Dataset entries

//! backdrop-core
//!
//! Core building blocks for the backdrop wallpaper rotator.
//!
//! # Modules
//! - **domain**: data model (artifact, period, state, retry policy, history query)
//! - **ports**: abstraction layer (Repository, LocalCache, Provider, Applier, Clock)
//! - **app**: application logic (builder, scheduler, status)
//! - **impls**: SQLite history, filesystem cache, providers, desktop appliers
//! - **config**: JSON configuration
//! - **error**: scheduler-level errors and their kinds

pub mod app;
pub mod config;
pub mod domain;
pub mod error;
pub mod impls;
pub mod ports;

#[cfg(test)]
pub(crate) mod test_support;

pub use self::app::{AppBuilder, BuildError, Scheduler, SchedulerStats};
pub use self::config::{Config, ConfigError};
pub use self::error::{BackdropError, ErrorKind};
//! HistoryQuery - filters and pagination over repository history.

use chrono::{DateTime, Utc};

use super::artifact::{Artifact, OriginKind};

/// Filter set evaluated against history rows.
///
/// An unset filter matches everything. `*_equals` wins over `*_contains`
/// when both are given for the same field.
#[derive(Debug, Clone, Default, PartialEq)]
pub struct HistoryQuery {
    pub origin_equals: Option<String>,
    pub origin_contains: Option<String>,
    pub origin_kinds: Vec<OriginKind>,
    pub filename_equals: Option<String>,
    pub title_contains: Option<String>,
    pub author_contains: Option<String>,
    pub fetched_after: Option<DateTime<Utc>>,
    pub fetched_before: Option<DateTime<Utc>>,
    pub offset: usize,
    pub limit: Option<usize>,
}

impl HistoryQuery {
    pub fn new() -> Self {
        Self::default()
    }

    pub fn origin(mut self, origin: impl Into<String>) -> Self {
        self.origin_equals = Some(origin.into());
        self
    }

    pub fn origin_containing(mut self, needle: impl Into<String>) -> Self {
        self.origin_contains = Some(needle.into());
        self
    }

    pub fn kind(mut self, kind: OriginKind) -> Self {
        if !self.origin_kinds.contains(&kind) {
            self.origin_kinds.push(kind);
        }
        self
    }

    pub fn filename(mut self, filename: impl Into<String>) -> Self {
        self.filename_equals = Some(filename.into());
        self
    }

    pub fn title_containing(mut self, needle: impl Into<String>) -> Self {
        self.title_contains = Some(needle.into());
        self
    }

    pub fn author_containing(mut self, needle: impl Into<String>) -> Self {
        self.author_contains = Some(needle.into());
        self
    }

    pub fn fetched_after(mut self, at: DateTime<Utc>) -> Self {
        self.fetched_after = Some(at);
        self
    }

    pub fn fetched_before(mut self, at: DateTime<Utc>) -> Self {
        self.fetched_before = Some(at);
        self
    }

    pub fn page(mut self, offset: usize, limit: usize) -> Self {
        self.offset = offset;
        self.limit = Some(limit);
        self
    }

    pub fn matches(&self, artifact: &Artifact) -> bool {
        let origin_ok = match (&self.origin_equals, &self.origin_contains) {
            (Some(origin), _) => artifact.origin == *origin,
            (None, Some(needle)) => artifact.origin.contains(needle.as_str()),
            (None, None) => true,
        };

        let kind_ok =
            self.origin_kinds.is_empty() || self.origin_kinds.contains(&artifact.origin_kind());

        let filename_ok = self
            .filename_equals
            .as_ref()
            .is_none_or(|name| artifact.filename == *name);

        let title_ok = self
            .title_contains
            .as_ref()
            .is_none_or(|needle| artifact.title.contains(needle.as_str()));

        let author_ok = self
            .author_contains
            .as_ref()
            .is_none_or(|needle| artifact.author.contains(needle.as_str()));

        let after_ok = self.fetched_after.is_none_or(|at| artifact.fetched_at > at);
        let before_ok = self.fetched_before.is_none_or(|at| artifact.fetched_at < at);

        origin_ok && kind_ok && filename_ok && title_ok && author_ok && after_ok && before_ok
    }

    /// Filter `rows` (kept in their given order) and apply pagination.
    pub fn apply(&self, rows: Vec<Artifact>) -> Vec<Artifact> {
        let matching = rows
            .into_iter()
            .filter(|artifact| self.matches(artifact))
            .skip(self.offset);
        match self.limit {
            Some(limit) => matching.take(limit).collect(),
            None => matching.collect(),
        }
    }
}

**EXERCISE PROMPT:** Could you write out all of the data again, exactly as given?

**EXERCISE OUTPUT:**
//! backdrop-core
//!
//! Core building blocks for the backdrop wallpaper rotator.
//!
//! # Modules
//! - **domain**: data model (artifact, period, state, retry policy, history query)
//! - **ports**: abstraction layer (Repository, LocalCache, Provider, Applier, Clock)
//! - **app**: application logic (builder, scheduler, status)
//! - **impls**: SQLite history, filesystem cache, providers, desktop appliers
//! - **config**: JSON configuration
//! - **error**: scheduler-level errors and their kinds

pub mod app;
pub mod config;
pub mod domain;
pub mod error;
pub mod impls;
pub mod ports;

#[cfg(test)]
pub(crate) mod test_support;

pub use self::app::{AppBuilder, BuildError, Scheduler, SchedulerStats};
pub use self::config::{Config, ConfigError};
pub use self::error::{BackdropError, ErrorKind};
//! HistoryQuery - filters and pagination over repository history.

use chrono::{DateTime, Utc};

use super::artifact::{Artifact, OriginKind};

/// Filter set evaluated against history rows.
///
/// An unset filter matches everything. `*_equals` wins over `*_contains`
/// when both are given for the same field.
#[derive(Debug, Clone, Default, PartialEq)]
pub struct HistoryQuery {
    pub origin_equals: Option<String>,
    pub origin_contains: Option<String>,
    pub origin_kinds: Vec<OriginKind>,
    pub filename_equals: Option<String>,
    pub title_contains: Option<String>,
    pub author_contains: Option<String>,
    pub fetched_after: Option<DateTime<Utc>>,
    pub fetched_before: Option<DateTime<Utc>>,
    pub offset: usize,
    pub limit: Option<usize>,
}

impl HistoryQuery {
    pub fn new() -> Self {
        Self::default()
    }

    pub fn origin(mut self, origin: impl Into<String>) -> Self {
        self.origin_equals = Some(origin.into());
        self
    }

    pub fn origin_containing(mut self, needle: impl Into<String>) -> Self {
        self.origin_contains = Some(needle.into());
        self
    }

    pub fn kind(mut self, kind: OriginKind) -> Self {
        if !self.origin_kinds.contains(&kind) {
            self.origin_kinds.push(kind);
        }
        self
    }

    pub fn filename(mut self, filename: impl Into<String>) -> Self {
        self.filename_equals = Some(filename.into());
        self
    }

    pub fn title_containing(mut self, needle: impl Into<String>) -> Self {
        self.title_contains = Some(needle.into());
        self
    }

    pub fn author_containing(mut self, needle: impl Into<String>) -> Self {
        self.author_contains = Some(needle.into());
        self
    }

    pub fn fetched_after(mut self, at: DateTime<Utc>) -> Self {
        self.fetched_after = Some(at);
        self
    }

    pub fn fetched_before(mut self, at: DateTime<Utc>) -> Self {
        self.fetched_before = Some(at);
        self
    }

    pub fn page(mut self, offset: usize, limit: usize) -> Self {
        self.offset = offset;
        self.limit = Some(limit);
        self
    }

    pub fn matches(&self, artifact: &Artifact) -> bool {
        let origin_ok = match (&self.origin_equals, &self.origin_contains) {
            (Some(origin), _) => artifact.origin == *origin,
            (None, Some(needle)) => artifact.origin.contains(needle.as_str()),
            (None, None) => true,
        };

        let kind_ok =
            self.origin_kinds.is_empty() || self.origin_kinds.contains(&artifact.origin_kind());

        let filename_ok = self
            .filename_equals
            .as_ref()
            .is_none_or(|name| artifact.filename == *name);

        let title_ok = self
            .title_contains
            .as_ref()
            .is_none_or(|needle| artifact.title.contains(needle.as_str()));

        let author_ok = self
            .author_contains
            .as_ref()
            .is_none_or(|needle| artifact.author.contains(needle.as_str()));

        let after_ok = self.fetched_after.is_none_or(|at| artifact.fetched_at > at);
        let before_ok = self.fetched_before.is_none_or(|at| artifact.fetched_at < at);

        origin_ok && kind_ok && filename_ok && title_ok && author_ok && after_ok && before_ok
    }

    /// Filter `rows` (kept in their given order) and apply pagination.
    pub fn apply(&self, rows: Vec<Artifact>) -> Vec<Artifact> {
        let matching = rows
            .into_iter()
            .filter(|artifact| self.matches(artifact))
            .skip(self.offset);
        match self.limit {
            Some(limit) => matching.take(limit).collect(),
            None => matching.collect(),
        }
    }
}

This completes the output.